Wajahmu merah morona. Kau mulai merasa takut dan rapuh sendiri. Setidaknya satu orang saja yang menyebut namamu dengan lembut membuatmu seperti di ambang mimpi indah.
"Menjijikkan." ungkapmu yang menatap sinis pemuda berambut emas itu. "Tidakkah kau merasa jijik jika menyebut nama itu?" tanyamu. Manik indah violet –mu memandang penuh kesedihan di setiap lekukan pemuda berparas tampan di sampingmu ini.

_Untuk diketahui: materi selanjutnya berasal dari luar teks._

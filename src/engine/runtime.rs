// src/engine/runtime.rs

use std::collections::HashMap;
use std::fmt;

use tokio::sync::{mpsc, oneshot};
use tracing::{debug, info};

use crate::errors::Result;
use crate::exec::ExecutorBackend;

use super::core::CoreRuntime;
use super::{CoreCommand, RunId, RunSummary, RuntimeEvent, ScheduledUnit};

/// Drives the per-run barrier bookkeeping in response to `RuntimeEvent`s,
/// and delegates actual unit execution to an `ExecutorBackend`.
///
/// This is a pure IO shell around `CoreRuntime`, which contains all the
/// runtime semantics. This struct handles async IO: reading events from
/// channels, dispatching units to the executor and resolving run tickets.
pub struct Runtime<E: ExecutorBackend> {
    core: CoreRuntime,
    event_rx: mpsc::Receiver<RuntimeEvent>,
    executor: E,
    waiters: HashMap<RunId, oneshot::Sender<RunSummary>>,
}

impl<E: ExecutorBackend> fmt::Debug for Runtime<E> {
    fn fmt(&self, f: &mut fmt::Formatter<'_>) -> fmt::Result {
        f.debug_struct("Runtime")
            .field("core", &self.core)
            .field("waiters", &self.waiters.len())
            .finish_non_exhaustive()
    }
}

impl<E: ExecutorBackend> Runtime<E> {
    pub fn new(core: CoreRuntime, event_rx: mpsc::Receiver<RuntimeEvent>, executor: E) -> Self {
        Self {
            core,
            event_rx,
            executor,
            waiters: HashMap::new(),
        }
    }

    /// Main event loop.
    ///
    /// - Consumes `RuntimeEvent`s from `event_rx`.
    /// - Feeds them into the core runtime.
    /// - Executes commands returned by the core (dispatch units, resolve
    ///   tickets, exit).
    pub async fn run(mut self) -> Result<()> {
        info!("conductor runtime started");

        loop {
            let event = match self.event_rx.recv().await {
                Some(e) => e,
                None => {
                    info!("runtime event channel closed; exiting");
                    break;
                }
            };

            debug!(?event, "runtime received event");

            let event = self.take_notifier(event);
            let step = self.core.step(event);

            for command in step.commands {
                self.execute_command(command).await?;
            }

            if !step.keep_running {
                info!("core requested exit; stopping runtime");
                break;
            }
        }

        if !self.waiters.is_empty() {
            info!(
                pending = self.waiters.len(),
                "runtime stopping with unfinished runs; their tickets will not resolve"
            );
        }

        info!("runtime exiting");
        Ok(())
    }

    /// The core never sees channels: keep the notifier here, keyed by run.
    fn take_notifier(&mut self, event: RuntimeEvent) -> RuntimeEvent {
        match event {
            RuntimeEvent::RunSubmitted { run, notify } => {
                if let Some(tx) = notify {
                    self.waiters.insert(run.run_id, tx);
                }
                RuntimeEvent::RunSubmitted { run, notify: None }
            }
            other => other,
        }
    }

    async fn execute_command(&mut self, command: CoreCommand) -> Result<()> {
        match command {
            CoreCommand::DispatchUnits(units) => {
                self.spawn_ready(units).await?;
            }
            CoreCommand::RunFinished(summary) => {
                let run_id = summary.run_id;
                if let Some(tx) = self.waiters.remove(&run_id) {
                    if tx.send(summary).is_err() {
                        debug!(run_id, "run ticket dropped; summary discarded");
                    }
                }
            }
            CoreCommand::RequestExit => {
                // The core already returns keep_running=false alongside this
                // command; nothing else to do.
                info!("core issued RequestExit command");
            }
        }
        Ok(())
    }

    async fn spawn_ready(&mut self, units: Vec<ScheduledUnit>) -> Result<()> {
        if units.is_empty() {
            return Ok(());
        }

        let modules: Vec<_> = units.iter().map(|u| u.module.as_str()).collect();
        debug!(?modules, run_id = units[0].run_id, "dispatching ready units");

        self.executor.spawn_ready_units(units).await
    }
}
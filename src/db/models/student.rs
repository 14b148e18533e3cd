use serde::{Deserialize, Serialize};

use super::cell;

// ============================================================================
// Roster rows: A = id, B = name, C = instagram, D = active ("true"/"false")
// ============================================================================

#[derive(Debug, Clone, PartialEq, Eq, Serialize, Deserialize)]
pub struct Student {
    /// Numeric string assigned on creation, never reused.
    pub id: String,
    pub name: String,
    #[serde(default)]
    pub instagram: String,
    /// Deactivated students stay in the roster with their bookings.
    pub active: bool,
}

impl Student {
    /// Parse a roster row. Rows without an id are not students.
    pub fn from_row(row: &[String]) -> Option<Self> {
        let id = cell(row, 0);
        if id.is_empty() {
            return None;
        }
        Some(Student {
            id,
            name: cell(row, 1),
            instagram: cell(row, 2),
            active: cell(row, 3).eq_ignore_ascii_case("true"),
        })
    }

    pub fn to_row(&self) -> Vec<String> {
        vec![
            self.id.clone(),
            self.name.clone(),
            self.instagram.clone(),
            self.active.to_string(),
        ]
    }
}

#[derive(Debug, Clone, Serialize, Deserialize)]
pub struct NewStudent {
    pub name: String,
    #[serde(default)]
    pub instagram: String,
}

/// Partial edit of a student; `None` keeps the current value.
#[derive(Debug, Clone, Default, Serialize, Deserialize)]
pub struct StudentUpdate {
    pub name: Option<String>,
    pub instagram: Option<String>,
    pub active: Option<bool>,
}

impl StudentUpdate {
    pub fn apply_to(&self, student: &Student) -> Student {
        Student {
            id: student.id.clone(),
            name: self
                .name
                .as_ref()
                .map(|n| n.trim().to_string())
                .unwrap_or_else(|| student.name.clone()),
            instagram: self
                .instagram
                .as_ref()
                .map(|i| i.trim().to_string())
                .unwrap_or_else(|| student.instagram.clone()),
            active: self.active.unwrap_or(student.active),
        }
    }
}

"Menjijikkan? Tidak. Nama itu adalah ungkapan dan do'a yang orang tua persembahkan untuk kita. Karenanya, sejelek apapun nama yang kita punya, setidaknya do'a orang tua yang memberikannya ke pada kita adalah keunggulan tersendirinya." dia menjelaskan panjang lebar. Memang benar, nama adalah do'a dari orang tua yang melahirkan dan membimbing kita, namun—
—tidak untuk orang tua yang menyanggah do'a dari nama itu.
Kau merasakan hujan tersendiri yang melanda dirimu. Dari sudut matamu, terlihat hujan kecil yang melukiskan segala penderitaanmu. Kau merasa dipermalukan oleh pemuda di sampingmu itu. Hanya dengan satu penjelasan darinya, kau mulai ambruk dalam kesepianmu selama ini.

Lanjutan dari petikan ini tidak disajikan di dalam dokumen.